Bauernproteste: Das Hakenkreuz im Heuhaufen finden
Warum die Linke nicht auf die rechtsextreme Agenda hereinfallen sollte
Linke stehen klassischerweise eigentlich hinter den Arbeiter:innen. Bei den Bauernprotesten lässt sich jedoch ein beunruhigender Trend in sozialen Medien beobachten. Weshalb wir mit der pauschalen Abwertung der Proteste die AfD unterstützen und wieso es dennoch sinnvoll ist Kritik zu üben an rechter Vereinnahmung und einer Partei die sich trotz der Ablehnung von Subventionen plötzlich als Freund der Landwirtschaft geriert. Ein Kommentar.
Die AfD sprach früher bereits von einem „Wutwinter“ und einem „heißen Herbst“. Damals ging es noch um Demonstrationen gegen die Pandemie und das Recht der Ukraine zur Selbstverteidigung. Aktuell überträgt man dieses Vorgehen auf die Bauernproteste. Eine geplante Demonstration am 8. Januar wird zum „Generalstreik“ umgedeutet.
Dahinter steckt eine Strategie. „Die Bauernproteste symbolisierten für Rechtsextreme den Widerstand aus dem „Volk“, das sich gegen die „Elite“ stelle“, so Pia Lamberty vom Center for Monitoring, Analyse und Strategie (CeMAS) gegenüber der Deutschen Presse-Agentur (dpa). Der Deutsche Bauernverband (DBV) grenzte sich bereits in der Vergangenheit mehrfach von solchen Vereinnahmungen ab.

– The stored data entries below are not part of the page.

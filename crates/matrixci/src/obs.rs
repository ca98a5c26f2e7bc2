//! Structured lifecycle events for builds and combinations.
//!
//! Every helper logs with a stable `event` field so JSON log consumers can
//! filter on it.

use tracing::{info, warn};

use crate::state::CombinationState;

/// Span covering one build; attach with `tracing::Instrument`.
pub fn build_span(build_id: &str) -> tracing::Span {
    tracing::info_span!("matrixci.build", build_id = %build_id)
}

pub fn emit_build_started(build_id: &str, combinations: usize, concurrency: usize) {
    info!(
        event = "build.started",
        build_id = %build_id,
        combinations = combinations,
        concurrency = concurrency,
    );
}

pub fn emit_build_finished(build_id: &str, status: &str, duration_ms: u64, recorded: usize) {
    info!(
        event = "build.finished",
        build_id = %build_id,
        status = %status,
        duration_ms = duration_ms,
        recorded = recorded,
    );
}

pub fn emit_state_changed(label: &str, from: CombinationState, to: CombinationState) {
    info!(
        event = "combination.state",
        combination = %label,
        from = %from,
        to = %to,
    );
}

pub fn emit_combination_finished(label: &str, status: &str, duration_ms: u64, artifacts: usize) {
    info!(
        event = "combination.finished",
        combination = %label,
        status = %status,
        duration_ms = duration_ms,
        artifacts = artifacts,
    );
}

pub fn emit_collection_warning(label: &str, pattern: &str) {
    warn!(
        event = "collection.warning",
        combination = %label,
        pattern = %pattern,
        "artifact pattern matched no files"
    );
}

pub fn emit_trigger_fired(schedule: &str, branch: &str, marker: &str) {
    info!(
        event = "trigger.fired",
        schedule = %schedule,
        branch = %branch,
        marker = %marker,
    );
}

So auch bei den neuerlichen Protesten, bei denen unter anderem Galgen für die Ampel-Regierung auftauchten.
Die Linke lässt sich ausdribbeln
Anstatt sich grundsätzlich hinter den Landwirt:innen zu positionieren geht die Strategie der Rechten auf. Teile der Linken lassen sich von der Strategie spalten und stehen dem Protest nicht nur kritisch – was grundsätzlich nichts Schlechtes ist – sondern mehr als ablehnend gegenüber.
Rechtsextremen spielt dabei die Macht der Bilder in die Hände und der psychologische Effekt der Negativitätsverzerrung. Etwa als ein Traktorfahrer die Verletzung einer Einsatzkraft in Kauf nahm.
Oder auch wenn in sozialen Netzwerken Propaganda aus dem Umfeld der AfD in den Timelines auftaucht, so wie etwa hier.
Desinformation aus dem linken Spektrum ist nichts Neues. Angesichts des Erstarkens der AfD sollte es aber enorm beunruhigen, wenn nun auch dort Desinformationen zunehmen. So mehrfach in der vergangenen Woche beobachtet, als es um ein Dokument aus dem Rechnungsausschuss des Bundestags ging.
Warum liegt da Stroh und wie demaskieren wir Rechte?
Ein Grund für die starke negative Fokussierung auf die Proteste könnte auch aus der Erfahrung der Pandemie stammen. Die Coronaproteste könnten hierbei eine Rolle spielen. Dabei wäre es wichtig sich hier die Unterschiede noch einmal zu verdeutlichen.
Teilnehmer:innen der „Querdenken“-Proteste stammten eher aus der Mittelschicht, waren „eher älter und akademisch gebildet“, so das Ergebnis eines Forschungsprojekts von Oliver Nachtwey und Robert Schäfer an der Universität Basel. Die Bauernproteste haben zudem einen Anlass, der nicht so stark zeitlich entgrenzt ist wie die Pandemie. Wichtiger, so schreibt es Alexander Roth für den Zeitungsverlag Waiblingen: „Die Bauernproteste gehen auf den Deutschen Bauernverband zurück, einen großen Interessenverband der Bauern. Sie sind nicht von Rechtsextremisten initiiert.“
Die Demaskierung von Rechten wird der Linken erst dann gelingen, wenn sie die grundsätzliche Legitimität der Proteste von Arbeiter:innen wieder anerkennt und sich gleichzeitig wieder selbst in die Lage versetzt dies von der ebenfalls legitimen Kritik an rechten Umtrieben zu trennen. Erst dann lassen wir uns als Gesellschaft nicht mehr trennen und suchen nicht mehr allein nur nach dem Hakenkreuz im Heuhaufen.
Dass die AfD, die im eigenen Grundsatzprogramm Subventionen jeder Art eigentlich ablehnt, nun plötzlich ihr Herz für die Landwirtschaft entdeckt, ist Teil ihrer Strategie. Darüber sollten sich alle Demokrat:innen im Klaren sein. Egal ob links oder rechts.